» Data supplied

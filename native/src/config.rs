use log::{debug, info};
use serde::{Deserialize, Serialize};
use std::fs;
use std::path::{Path, PathBuf};
use std::time::Duration;
use thiserror::Error;

/// Well-known logical pipe name shared with the peer application.
pub const DEFAULT_PIPE_NAME: &str = "BaseHeadNuendoPipe";
/// Host scope of the local machine.
pub const LOCAL_HOST: &str = ".";
/// Per-message buffer size of each pipe endpoint.
pub const DEFAULT_BUFFER_CAPACITY: usize = 1024;

const CONFIG_DIR_NAME: &str = "PipeBridge";
const CONFIG_FILE_NAME: &str = "bridge.json";

pub const ENV_PIPE_NAME: &str = "PIPE_BRIDGE_NAME";
pub const ENV_PIPE_HOST: &str = "PIPE_BRIDGE_HOST";
pub const ENV_PIPE_DIR: &str = "PIPE_BRIDGE_DIR";
pub const ENV_REPLY_TIMEOUT_MS: &str = "PIPE_BRIDGE_REPLY_TIMEOUT_MS";

#[derive(Error, Debug)]
pub enum ConfigError {
    #[error("IO error: {0}")]
    IoError(#[from] std::io::Error),
    #[error("JSON error: {0}")]
    JsonError(#[from] serde_json::Error),
    #[error("Invalid value '{value}' for {key}")]
    InvalidValue { key: String, value: String },
    #[error("Invalid configuration: {0}")]
    Invalid(String),
}

/// Bridge settings. Every field falls back to its default when missing from the file.
#[derive(Debug, Clone, PartialEq, Serialize, Deserialize)]
#[serde(default)]
pub struct BridgeConfig {
    pub pipe_name: String,
    /// Machine scope of the pipe names (Windows only).
    pub pipe_host: String,
    /// Directory holding the FIFO pair (Unix only).
    pub pipe_dir: PathBuf,
    pub buffer_capacity: usize,
    pub read_timeout_ms: u64,
    pub receive_poll_ms: u64,
    pub send_idle_wait_ms: u64,
    pub send_busy_wait_ms: u64,
    pub shutdown_grace_ms: u64,
    /// How long a command waits for its result. `None` waits forever.
    pub reply_timeout_ms: Option<u64>,
}

impl Default for BridgeConfig {
    fn default() -> Self {
        Self {
            pipe_name: DEFAULT_PIPE_NAME.to_string(),
            pipe_host: LOCAL_HOST.to_string(),
            pipe_dir: std::env::temp_dir(),
            buffer_capacity: DEFAULT_BUFFER_CAPACITY,
            read_timeout_ms: 120_000,
            receive_poll_ms: 40,
            send_idle_wait_ms: 100,
            send_busy_wait_ms: 1,
            shutdown_grace_ms: 1_000,
            reply_timeout_ms: Some(120_000),
        }
    }
}

impl BridgeConfig {
    /// Load `bridge.json` from the data directory when present, then apply
    /// environment overrides.
    pub fn load() -> Result<Self, ConfigError> {
        let mut config = match config_file_path() {
            Some(path) if path.exists() => Self::load_from(&path)?,
            _ => {
                debug!("[CONFIG] No configuration file - using defaults");
                Self::default()
            }
        };

        config.apply_overrides(|key| std::env::var(key).ok())?;
        config.validate()?;
        Ok(config)
    }

    /// Load and validate a JSON configuration file.
    pub fn load_from(path: &Path) -> Result<Self, ConfigError> {
        let content = fs::read_to_string(path)?;
        let config: Self = serde_json::from_str(&content)?;
        config.validate()?;
        info!("[CONFIG] Loaded configuration from {:?}", path);
        Ok(config)
    }

    /// Write the configuration as pretty JSON, creating parent directories.
    pub fn save_to(&self, path: &Path) -> Result<(), ConfigError> {
        if let Some(parent) = path.parent() {
            fs::create_dir_all(parent)?;
        }
        fs::write(path, serde_json::to_string_pretty(self)?)?;
        Ok(())
    }

    /// Apply overrides from a key lookup (the environment in production).
    pub fn apply_overrides<F>(&mut self, lookup: F) -> Result<(), ConfigError>
    where
        F: Fn(&str) -> Option<String>,
    {
        if let Some(name) = lookup(ENV_PIPE_NAME) {
            self.pipe_name = name;
        }
        if let Some(host) = lookup(ENV_PIPE_HOST) {
            self.pipe_host = host;
        }
        if let Some(dir) = lookup(ENV_PIPE_DIR) {
            self.pipe_dir = PathBuf::from(dir);
        }
        if let Some(raw) = lookup(ENV_REPLY_TIMEOUT_MS) {
            let millis: u64 = raw.trim().parse().map_err(|_| ConfigError::InvalidValue {
                key: ENV_REPLY_TIMEOUT_MS.to_string(),
                value: raw.clone(),
            })?;
            // 0 disables the timeout
            self.reply_timeout_ms = (millis > 0).then_some(millis);
        }
        Ok(())
    }

    pub fn validate(&self) -> Result<(), ConfigError> {
        if self.pipe_name.trim().is_empty() {
            return Err(ConfigError::Invalid("pipe_name must not be empty".into()));
        }
        if self.pipe_host.trim().is_empty() {
            return Err(ConfigError::Invalid("pipe_host must not be empty".into()));
        }
        if self.buffer_capacity < 2 {
            return Err(ConfigError::Invalid(format!(
                "buffer_capacity must hold at least one byte plus terminator, got {}",
                self.buffer_capacity
            )));
        }
        if self.read_timeout_ms == 0 {
            return Err(ConfigError::Invalid("read_timeout_ms must be positive".into()));
        }
        Ok(())
    }

    pub fn read_timeout(&self) -> Duration {
        Duration::from_millis(self.read_timeout_ms)
    }

    pub fn receive_poll(&self) -> Duration {
        Duration::from_millis(self.receive_poll_ms)
    }

    pub fn send_idle_wait(&self) -> Duration {
        Duration::from_millis(self.send_idle_wait_ms)
    }

    pub fn send_busy_wait(&self) -> Duration {
        Duration::from_millis(self.send_busy_wait_ms)
    }

    pub fn shutdown_grace(&self) -> Duration {
        Duration::from_millis(self.shutdown_grace_ms)
    }

    pub fn reply_timeout(&self) -> Option<Duration> {
        self.reply_timeout_ms.map(Duration::from_millis)
    }
}

/// Per-user data directory of the bridge.
pub fn data_dir() -> PathBuf {
    dirs::data_local_dir()
        .map(|dir| dir.join(CONFIG_DIR_NAME))
        .unwrap_or_else(|| PathBuf::from("."))
}

/// Location of the optional configuration file.
pub fn config_file_path() -> Option<PathBuf> {
    dirs::data_local_dir().map(|dir| dir.join(CONFIG_DIR_NAME).join(CONFIG_FILE_NAME))
}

» Work to be completed
Where the word "const" appears in a line of the entries, copy that line.

» Answer to this exercise
pub const DEFAULT_PIPE_NAME: &str = "BaseHeadNuendoPipe";
pub const LOCAL_HOST: &str = ".";
pub const DEFAULT_BUFFER_CAPACITY: usize = 1024;
const CONFIG_DIR_NAME: &str = "PipeBridge";
const CONFIG_FILE_NAME: &str = "bridge.json";
pub const ENV_PIPE_NAME: &str = "PIPE_BRIDGE_NAME";
pub const ENV_PIPE_HOST: &str = "PIPE_BRIDGE_HOST";
pub const ENV_PIPE_DIR: &str = "PIPE_BRIDGE_DIR";
pub const ENV_REPLY_TIMEOUT_MS: &str = "PIPE_BRIDGE_REPLY_TIMEOUT_MS";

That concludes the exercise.